Task requirements: Transcribe exactly the lines that begin the material and continue through the line containing "filename src/lib.rs". Leave out whatever follows.

-*-

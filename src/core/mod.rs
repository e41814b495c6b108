//! core
//!
//! Domain foundation: persisted configuration schema and vault path routing.

pub mod config;
pub mod paths;

pub use config::{ConfigError, ProviderCredentials, RepoConfig, VaultSettings};
pub use paths::VaultPaths;
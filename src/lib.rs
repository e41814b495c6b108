//! gitvault - a registry for many git repositories inside one vault
//!
//! gitvault coordinates an arbitrary number of independent git working
//! directories living as subtrees of one larger directory tree (the
//! vault), each with its own remote, credentials, and autonomous commit
//! schedule. All history operations are delegated to the external git
//! executable; this crate's job is orchestration.
//!
//! # Architecture
//!
//! The codebase follows a layered architecture:
//!
//! - [`core`] - Persisted configuration schema and vault path routing
//! - [`git`] - Single interface to the external git process
//! - [`registry`] - Owns repository instances; all reading/mutating operations
//! - [`scheduler`] - Per-repository unattended commit/push cycles
//! - [`credentials`] - https credential provisioning for push/pull
//! - [`ignore`] - Literal-match ignore-file editing
//! - [`forge`] - Hosting-provider REST boundary (repo creation, token checks)
//!
//! # Correctness Invariants
//!
//! 1. Folder ids are unique across the registered instance set
//! 2. A scheduler handle exists iff a repository's interval is positive
//! 3. Mutating operations against one repository are serialized; different
//!    repositories proceed in parallel
//! 4. Secrets are never embedded in remote URLs, logged, or committed
//!
//! # Example
//!
//! ```no_run
//! use std::path::PathBuf;
//! use std::sync::Arc;
//!
//! use gitvault::core::config::{ProviderCredentials, RepoConfig};
//! use gitvault::credentials::CredentialSetup;
//! use gitvault::git::CommandGitClient;
//! use gitvault::registry::RepoRegistry;
//!
//! # async fn run() -> Result<(), Box<dyn std::error::Error>> {
//! let credentials = CredentialSetup::new(ProviderCredentials::default())?;
//! let registry = RepoRegistry::new(
//!     PathBuf::from("/home/me/vault"),
//!     Arc::new(CommandGitClient::new()),
//!     credentials,
//! );
//!
//! let failures = registry.initialize(vec![RepoConfig::new("work/notes")]).await;
//! for (folder_id, error) in &failures {
//!     eprintln!("could not register {folder_id}: {error}");
//! }
//!
//! let status = registry.status("work/notes").await?;
//! println!("{} changed files", status.changed.len());
//! # Ok(())
//! # }
//! ```

pub mod core;
pub mod credentials;
pub mod forge;
pub mod git;
pub mod ignore;
pub mod registry;
pub mod scheduler;
// Copyright (C) 2026 Fred Clausen
// Use of this source code is governed by an MIT-style
// license that can be found in the LICENSE file or at
// https://opensource.org/licenses/MIT.

//! Operator and session mutations.

use diesel::SqliteConnection;
use diesel::prelude::*;
use repatria_domain::{DomainError, Role};
use tracing::{debug, info};

use crate::backend::sqlite::get_last_insert_rowid;
use crate::diesel_schema::{sessions, users};
use crate::error::PersistenceError;
use crate::queries::users::get_user_by_username;

/// Creates a new user.
///
/// The username is stored exactly as given and must be unique.
///
/// # Arguments
///
/// * `conn` - The database connection
/// * `username` - The login name
/// * `password` - The plain-text password (will be hashed)
/// * `full_name` - The display name
/// * `role` - The role
/// * `created_by` - The admin creating the user, if any
///
/// # Errors
///
/// Returns `Domain(DuplicateUsername)` if the username is taken, or an error
/// if hashing or the insert fails.
pub fn create_user(
    conn: &mut SqliteConnection,
    username: &str,
    password: &str,
    full_name: &str,
    role: Role,
    created_by: Option<i64>,
) -> Result<i64, PersistenceError> {
    info!(
        "Creating user with username: {}, role: {}",
        username,
        role.as_str()
    );

    if get_user_by_username(conn, username)?.is_some() {
        return Err(DomainError::DuplicateUsername(username.to_string()).into());
    }

    let password_hash: String = bcrypt::hash(password, bcrypt::DEFAULT_COST)
        .map_err(|e| PersistenceError::Other(format!("Failed to hash password: {e}")))?;

    diesel::insert_into(users::table)
        .values((
            users::username.eq(username),
            users::password_hash.eq(&password_hash),
            users::full_name.eq(full_name),
            users::role.eq(role.as_str()),
            users::created_by.eq(created_by),
        ))
        .execute(conn)
        .map_err(|e| match PersistenceError::from(e) {
            PersistenceError::UniqueViolation(_) => {
                DomainError::DuplicateUsername(username.to_string()).into()
            }
            other => other,
        })?;

    let user_id: i64 = get_last_insert_rowid(conn)?;

    info!(user_id, "User created successfully");
    Ok(user_id)
}

/// Updates the last login timestamp for a user.
///
/// # Errors
///
/// Returns an error if the database update fails.
pub fn update_last_login(
    conn: &mut SqliteConnection,
    user_id: i64,
    at: &str,
) -> Result<(), PersistenceError> {
    debug!("Updating last_login_at for user ID: {}", user_id);

    diesel::update(users::table)
        .filter(users::user_id.eq(user_id))
        .set(users::last_login_at.eq(at))
        .execute(conn)?;

    Ok(())
}

/// Activates or deactivates a user.
///
/// # Errors
///
/// Returns `NotFound` if the user does not exist.
pub fn set_user_active(
    conn: &mut SqliteConnection,
    user_id: i64,
    is_active: bool,
) -> Result<(), PersistenceError> {
    info!(user_id, is_active, "Setting user active flag");

    let rows_affected: usize = diesel::update(users::table)
        .filter(users::user_id.eq(user_id))
        .set(users::is_active.eq(is_active))
        .execute(conn)?;

    if rows_affected == 0 {
        return Err(PersistenceError::NotFound(format!(
            "User with ID {user_id} not found"
        )));
    }
    Ok(())
}

/// Deletes a user. Their sessions are removed with them and the records
/// they created keep a null author.
///
/// # Errors
///
/// Returns `NotFound` if the user does not exist.
pub fn delete_user(conn: &mut SqliteConnection, user_id: i64) -> Result<(), PersistenceError> {
    info!("Deleting user ID: {}", user_id);

    let rows_affected: usize = diesel::delete(users::table)
        .filter(users::user_id.eq(user_id))
        .execute(conn)?;

    if rows_affected == 0 {
        return Err(PersistenceError::NotFound(format!(
            "User with ID {user_id} not found"
        )));
    }
    Ok(())
}

/// Creates a session.
///
/// # Arguments
///
/// * `conn` - The database connection
/// * `session_token` - The unique session token
/// * `user_id` - The user ID
/// * `now` - The creation time as a stored timestamp
/// * `expires_at` - The idle expiry as a stored timestamp
///
/// # Errors
///
/// Returns an error if the insert fails.
pub fn create_session(
    conn: &mut SqliteConnection,
    session_token: &str,
    user_id: i64,
    now: &str,
    expires_at: &str,
) -> Result<i64, PersistenceError> {
    debug!(user_id, expires_at, "Creating session");

    diesel::insert_into(sessions::table)
        .values((
            sessions::session_token.eq(session_token),
            sessions::user_id.eq(user_id),
            sessions::created_at.eq(now),
            sessions::last_activity_at.eq(now),
            sessions::expires_at.eq(expires_at),
        ))
        .execute(conn)?;

    get_last_insert_rowid(conn)
}

/// Records activity on a session and pushes its expiry forward.
///
/// # Errors
///
/// Returns an error if the update fails.
pub fn touch_session(
    conn: &mut SqliteConnection,
    session_id: i64,
    now: &str,
    expires_at: &str,
) -> Result<(), PersistenceError> {
    diesel::update(sessions::table)
        .filter(sessions::session_id.eq(session_id))
        .set((
            sessions::last_activity_at.eq(now),
            sessions::expires_at.eq(expires_at),
        ))
        .execute(conn)?;
    Ok(())
}

/// Deletes a session by token.
///
/// # Errors
///
/// Returns an error if the delete fails.
pub fn delete_session(
    conn: &mut SqliteConnection,
    session_token: &str,
) -> Result<(), PersistenceError> {
    debug!("Deleting session by token");

    diesel::delete(sessions::table)
        .filter(sessions::session_token.eq(session_token))
        .execute(conn)?;
    Ok(())
}

/// Deletes every session of a user.
///
/// # Errors
///
/// Returns an error if the delete fails.
pub fn delete_sessions_for_user(
    conn: &mut SqliteConnection,
    user_id: i64,
) -> Result<usize, PersistenceError> {
    Ok(diesel::delete(sessions::table)
        .filter(sessions::user_id.eq(user_id))
        .execute(conn)?)
}

/// Deletes every session whose expiry is before `now`.
///
/// # Errors
///
/// Returns an error if the delete fails.
pub fn delete_expired_sessions(
    conn: &mut SqliteConnection,
    now: &str,
) -> Result<usize, PersistenceError> {
    let deleted: usize = diesel::delete(sessions::table)
        .filter(sessions::expires_at.lt(now))
        .execute(conn)?;

    if deleted > 0 {
        info!(deleted, "Deleted expired sessions");
    }
    Ok(deleted)
}
// Copyright (C) 2026 Fred Clausen
// Use of this source code is governed by an MIT-style
// license that can be found in the LICENSE file or at
// https://opensource.org/licenses/MIT.

use time::macros::date;

use crate::{StatusCheck, check_status, status_expiry};

#[test]
fn test_status_not_set_without_grant_date() {
    assert_eq!(check_status(None, date!(2026 - 01 - 01)), StatusCheck::NotSet);
}

#[test]
fn test_expiry_is_five_365_day_years() {
    assert_eq!(
        status_expiry(date!(2020 - 01 - 01)),
        Some(date!(2024 - 12 - 30))
    );
}

#[test]
fn test_status_active_until_expiry_day_inclusive() {
    let granted = date!(2020 - 01 - 01);
    assert_eq!(
        check_status(Some(granted), date!(2024 - 12 - 20)),
        StatusCheck::Active { days_left: 10 }
    );
    assert_eq!(
        check_status(Some(granted), date!(2024 - 12 - 30)),
        StatusCheck::Active { days_left: 0 }
    );
}

#[test]
fn test_status_expired_after_expiry_day() {
    let check: StatusCheck = check_status(Some(date!(2020 - 01 - 01)), date!(2025 - 01 - 04));
    assert_eq!(check, StatusCheck::Expired { days_expired: 5 });
    assert!(check.is_expired());
}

-*-

Reply:
filename src/core/mod.rs
repository e41814b495c6b108
//! core
//!
//! Domain foundation: persisted configuration schema and vault path routing.

pub mod config;
pub mod paths;

pub use config::{ConfigError, ProviderCredentials, RepoConfig, VaultSettings};
pub use paths::VaultPaths;
filename src/lib.rs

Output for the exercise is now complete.